Mesure d'éloignement des étrangers en droit français
En France, le ministère de l'Intérieur peut prendre des mesures d'éloignement des étrangers du territoire français.
En 2022, il existe différentes mesures d'éloignement d'étrangers séjournant régulièrement ou irrégulièrement sur le territoire français, dans le livre V du code de l'entrée et du séjour des étrangers et du droit d'asile (CESEDA) et le code de procédure pénale. Ces mesures sont les suivantes :
- l'obligation de quitter le territoire français ;
- la reconduite à la frontière ;
- l'expulsion ;
- l'extradition ;
- l'éloignement d'office des ressortissants du Venezuela, du Brésil, du Suriname et du Guyana appartenant à l'équipage d'un navire se livrant à des activités de pêche illicite en Guyane (art. L532-1 CESEDA) ;
- les mesures prévues, dans le cadre du droit européen, par le livre V, titre III, chapitre I du CESEDA.
Pour les étrangers possédant un titre de séjour régulier, la loi du [1],[2] est applicable en cas de trouble de l'ordre public.
Dans le langage courant, on parle souvent d'expulsion pour désigner, outre l'expulsion proprement dite, les autres mesures d'éloignement[3].
Historique
Révolution française
Code Civil
Monarchie de Juillet
La loi de 1849
Textes législatifs
La Révolution de 1848 constitue une libéralisation importante à l'égard des expulsions. La circulaire du 18 mars 1848 du gouvernement provisoire met fin aux assignations à résidence et aux expulsions relevant de la loi de 1832. Cependant, les élections de l'assemblée constituante puis de l'assemblée nationale voient l'avancée des partis plus conservateurs. D'abord des républicains modérés, puis du parti de l'ordre. Ceci explique la loi du 3 décembre 1849. Elle permet au préfet d'expulser tout étranger représentant pour lui un danger pour l'ordre public sans avoir à fournir de motif. Elle constitue donc un retour considérable sur les acquis de la révolution et revient au système législatif de la monarchie de Juillet. La loi de 1849 reste en vigueur jusqu'au code la nationalité de 1945[4].
Le coup d’État de Napoléon III le 2 décembre 1851 constitue encore un recul. Dès le 12 décembre il adresse aux préfets une circulaire autorisant toutes les expulsions « jusqu'à ce que la tranquillité soit rétablie »[5]. Le préfet peut dès lors expulser, avant même de recevoir l'accord du ministère tout étranger dont la présence peut lui « paraître dangereuse du point de vue politique »[5]. Il devra cependant en déférer ensuite auprès du ministre de l'Intérieur. Cette circulaire vise ainsi à réprimer toutes possibilités d'oppositions au coup d’État. Elle n'est par ailleurs que temporaire et la circulaire du 22 janvier 1852 l'annule. Toute expulsion doit désormais d'abord être approuvée par la ministère de l'Intérieur. Par ailleurs, tous les étrangers peuvent être détenus en attente de la décision. Cependant, aucun réfugié ne peut être expulsé dans un pays où sa personne est mise en péril[5].

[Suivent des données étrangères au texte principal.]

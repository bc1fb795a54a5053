//! Store-independent search predicate for movie list queries.
//!
//! Callers describe *what* to match; each store backend translates the
//! predicate into its own query syntax.

// ---------------------------------------------------------------------------
// Predicate
// ---------------------------------------------------------------------------

/// What a list query should match.
#[derive(Debug, Clone, PartialEq, Eq)]
pub enum SearchPredicate {
    /// Every movie.
    MatchAll,
    /// Movies whose title or genres contain any word of the search string.
    TextSearch(String),
}

impl SearchPredicate {
    /// Combine a title query and genre terms into a single predicate.
    ///
    /// Title and genres are folded into one search string (`title, g1, g2`);
    /// when both are empty every movie matches.
    pub fn from_query(title: &str, genres: &[String]) -> Self {
        let title = title.trim();
        let genres: Vec<&str> = genres
            .iter()
            .map(|g| g.trim())
            .filter(|g| !g.is_empty())
            .collect();

        match (title.is_empty(), genres.is_empty()) {
            (true, true) => Self::MatchAll,
            (false, true) => Self::TextSearch(title.to_string()),
            (true, false) => Self::TextSearch(genres.join(", ")),
            (false, false) => {
                let mut parts = Vec::with_capacity(genres.len() + 1);
                parts.push(title);
                parts.extend(genres);
                Self::TextSearch(parts.join(", "))
            }
        }
    }

    /// Lowercased word terms of the search string. Empty for `MatchAll`.
    pub fn terms(&self) -> Vec<String> {
        match self {
            Self::MatchAll => Vec::new(),
            Self::TextSearch(search) => tokenize(search),
        }
    }

    /// PostgreSQL `tsquery` matching any term, or `None` if nothing to match.
    ///
    /// # Examples
    ///
    /// ```
    /// use marquee_core::search::SearchPredicate;
    /// let p = SearchPredicate::from_query("The Matrix", &["sci-fi".to_string()]);
    /// assert_eq!(p.to_tsquery(), Some("the | matrix | sci | fi".to_string()));
    /// assert_eq!(SearchPredicate::MatchAll.to_tsquery(), None);
    /// ```
    pub fn to_tsquery(&self) -> Option<String> {
        let terms = self.terms();
        if terms.is_empty() {
            None
        } else {
            Some(terms.join(" | "))
        }
    }
}

// ---------------------------------------------------------------------------
// Tokenizing
// ---------------------------------------------------------------------------

/// Split text into lowercase alphanumeric words.
///
/// Anything that is not alphanumeric or `_` separates words, so the output
/// is always safe to splice into a tsquery.
pub fn tokenize(text: &str) -> Vec<String> {
    text.split(|c: char| !c.is_alphanumeric() && c != '_')
        .filter(|t| !t.is_empty())
        .map(str::to_lowercase)
        .collect()
}

// ---------------------------------------------------------------------------
// Tests
// ---------------------------------------------------------------------------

La circulaire du 31 mars 1858 ordonne l'expulsion de tous les étrangers, déserteurs ou réfugiés sans nationalité positive - les apatrides - qu'aucun consulat ne veut accueillir, vers l'Algérie. Cette mesure s'inscrit dans les programmes de colonisation de ce territoire alors sous domination française. L'année suivante, le 3 septembre 1859, une circulaire modifie cette précédente en ordonnant que les expulsions soient désormais orientées vers Cayenne. En effet, elle estime désormais qu'une trop forte concentration de reclus en Algérie risque de mettre en péril la pacification de ce territoire, par ailleurs, le gouvernement français de l'époque craignait alors qu'il y ait plus d'étrangers que de français sur le territoire algérien[5].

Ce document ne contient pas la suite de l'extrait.